No setor hoteleiro atual, a China deu passos gigantescos, e os grandes grupos internacionais enfrentam muita concorrência dos chineses. Schmed explica que, quando chegou ao país, muitos gerentes e chefs de hotel eram estrangeiros, mas isso mudou: hoje, nos hotéis da China, os chefs, a equipe e a gerência são praticamente todos chineses.
Depois de sua primeira chegada a Pequim, Schmed trabalhou em outras metrópoles, como Hong Kong, Chengdu, Chongqing e Cantão. Hoje, 750 pessoas trabalham no Shangri-La em Pequim, e o gerente interage diretamente com seus 15 gerentes de divisão para as atividades diárias.

“Profissionalmente, eles são ótimos trabalhadores, não saem até terminarem suas tarefas. São muito apaixonados e dedicados ao trabalho”, explica o diretor.
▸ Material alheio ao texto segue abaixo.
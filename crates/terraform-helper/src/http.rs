//! Async HTTP client wrapping reqwest.
//!
//! One GET per call, a fixed timeout, no retries. Non-success statuses are
//! turned into [`DocsError::RemoteStatus`] with a short body snippet.

use std::time::Duration;

use crate::types::{DocsError, DocsResult};

/// User-agent sent with every request.
pub const USER_AGENT: &str = "terraform-helper";

/// Default per-request timeout in seconds.
pub const DEFAULT_TIMEOUT_SECS: u64 = 30;

/// Longest body excerpt kept in a status error.
const BODY_SNIPPET_LEN: usize = 200;

/// HTTP client shared by the fetchers.
#[derive(Clone)]
pub struct HttpClient {
    client: reqwest::Client,
}

impl HttpClient {
    /// Create a client with the given per-request timeout.
    pub fn new(timeout: Duration) -> DocsResult<Self> {
        let client = reqwest::Client::builder()
            .timeout(timeout)
            .user_agent(USER_AGENT)
            .build()?;
        Ok(Self { client })
    }

    /// GET `url` and return the body, failing on any non-2xx status.
    pub async fn get(&self, url: &str, accept: Option<&str>) -> DocsResult<String> {
        tracing::debug!(url, "GET");

        let mut builder = self.client.get(url);
        if let Some(accept) = accept {
            builder = builder.header(reqwest::header::ACCEPT, accept);
        }

        let resp = builder.send().await?;
        let status = resp.status();
        let body = resp.text().await?;

        if !status.is_success() {
            tracing::debug!(url, status = status.as_u16(), "non-success status");
            return Err(DocsError::RemoteStatus {
                status: status.as_u16(),
                body: snippet(&body),
            });
        }

        Ok(body)
    }
}

fn snippet(body: &str) -> String {
    let trimmed = body.trim();
    match trimmed.char_indices().nth(BODY_SNIPPET_LEN) {
        Some((idx, _)) => format!("{}...", &trimmed[..idx]),
        None => trimmed.to_string(),
    }
}

#[cfg(test)]
mod tests {
    use super::*;

    #[test]
    fn test_http_client_creation() {
        let client = HttpClient::new(Duration::from_secs(DEFAULT_TIMEOUT_SECS));
        assert!(client.is_ok());
    }

    #[test]
    fn test_snippet_short_body_untouched() {
        assert_eq!(snippet("  Not Found \n"), "Not Found");
    }

    #[test]
    fn test_snippet_truncates_long_body() {
        let body = "x".repeat(BODY_SNIPPET_LEN + 50);
        let s = snippet(&body);
        assert_eq!(s.len(), BODY_SNIPPET_LEN + 3);
        assert!(s.ends_with("..."));
    }
}
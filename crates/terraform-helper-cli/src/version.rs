//! Version string, with build metadata when the build provides it.

/// Crate version.
pub const VERSION: &str = env!("CARGO_PKG_VERSION");

/// Commit hash injected at build time, if any.
pub const COMMIT: Option<&str> = option_env!("TERRAFORM_HELPER_COMMIT");

/// Build timestamp injected at build time, if any.
pub const BUILD_TIME: Option<&str> = option_env!("TERRAFORM_HELPER_BUILD_TIME");

/// `terraform-helper version X (commit: C, built: T)`.
pub fn long_version() -> String {
    format!(
        "terraform-helper version {VERSION} (commit: {}, built: {})",
        COMMIT.unwrap_or("unknown"),
        BUILD_TIME.unwrap_or("unknown")
    )
}
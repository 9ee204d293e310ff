//! terraform-helper command-line front end.

pub mod config;
pub mod lookup;
pub mod prompt;
pub mod render;
pub mod version;

pub use config::{resolve_settings, RawArgs, Settings};
pub use lookup::{lookup, LookupResult};
pub use prompt::TerminalSelector;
De acordo com o hoteleiro do Ticino, administrar um negócio na Ásia também é muito mais fácil do que na Europa e nos EUA, especialmente em nível burocrático e administrativo.
Entre chineses e estrangeiros não há mais barreiras
As gerações chinesas mais jovens são muito diferentes de seus antecessores: são mais abertas e querem estar mais em contato com aqueles que vêm do exterior. “No início, não era fácil fazer amigos, eles eram muito distantes. Hoje há mais abertura, é muito mais fácil fazer amizades.”
“Tenho vários amigos chineses: eles me convidam para suas casas, saímos para jantar juntos. Não há mais barreiras”, conta. Schmed é muito dinâmico: adora viajar e experimentar coisas novas. “Com os amigos, vou experimentar novos restaurantes e clubes.”
“Visito a cidade antiga e, no verão, fazemos piqueniques e churrascos na Grande Muralha. Gosto de ver coisas novas e, principalmente, de desenvolver novas ideias que eu possa colocar em prática no meu hotel.”

O que manteve Schmed na China durante todo esse tempo foi, acima de tudo, o ritmo das mudanças e o dinamismo do país. Mas também o forte senso de segurança e a culinária variada e rica.
A geografia também ajudou muito: “Na China há montanhas, mar, cultura, metrópoles. Você pode fazer tudo o que quiser. E os custos: com qualquer orçamento, é possível fazer tudo, até mesmo sair para jantar todas as noites. Tudo é acessível e está disponível online.”
Schmed confessa que se adaptou perfeitamente ao estilo de vida asiático e não consegue mais abrir mão dos serviços disponíveis no local.
Escolha certa
O hoteleiro suíço sente falta das amizades, das especialidades sazonais, do céu estrelado, da natureza e das caminhadas saudáveis. As distâncias também são diferentes: “Na Suíça, uma curta distância muda os lugares e as especialidades culinárias; aqui, você dirige por horas e ainda está na mesma cidade!”, brinca.
Tudo o que resta de sua família é sua mãe, com quem ele fala ao telefone todos os dias. Durante seus anos na China, o suíço nunca pensou em voltar para casa, mas assim que parar de trabalhar, confessa que gostaria de ter duas bases: uma na Suíça e outra na Tailândia.
Antes de se despedir, Schmed vai até a janela, que dá vista de seu escritório para o pátio interno do hotel, onde há belos edifícios que lembram a arquitetura do vizinho Palácio de Verão, uma residência imperial histórica. “O que eu teria feito se tivesse ficado em casa, na Suíça? Sempre me pergunto isso. Eu nunca teria tido todas essas experiências maravilhosas. Estou muito feliz com a escolha que fiz.”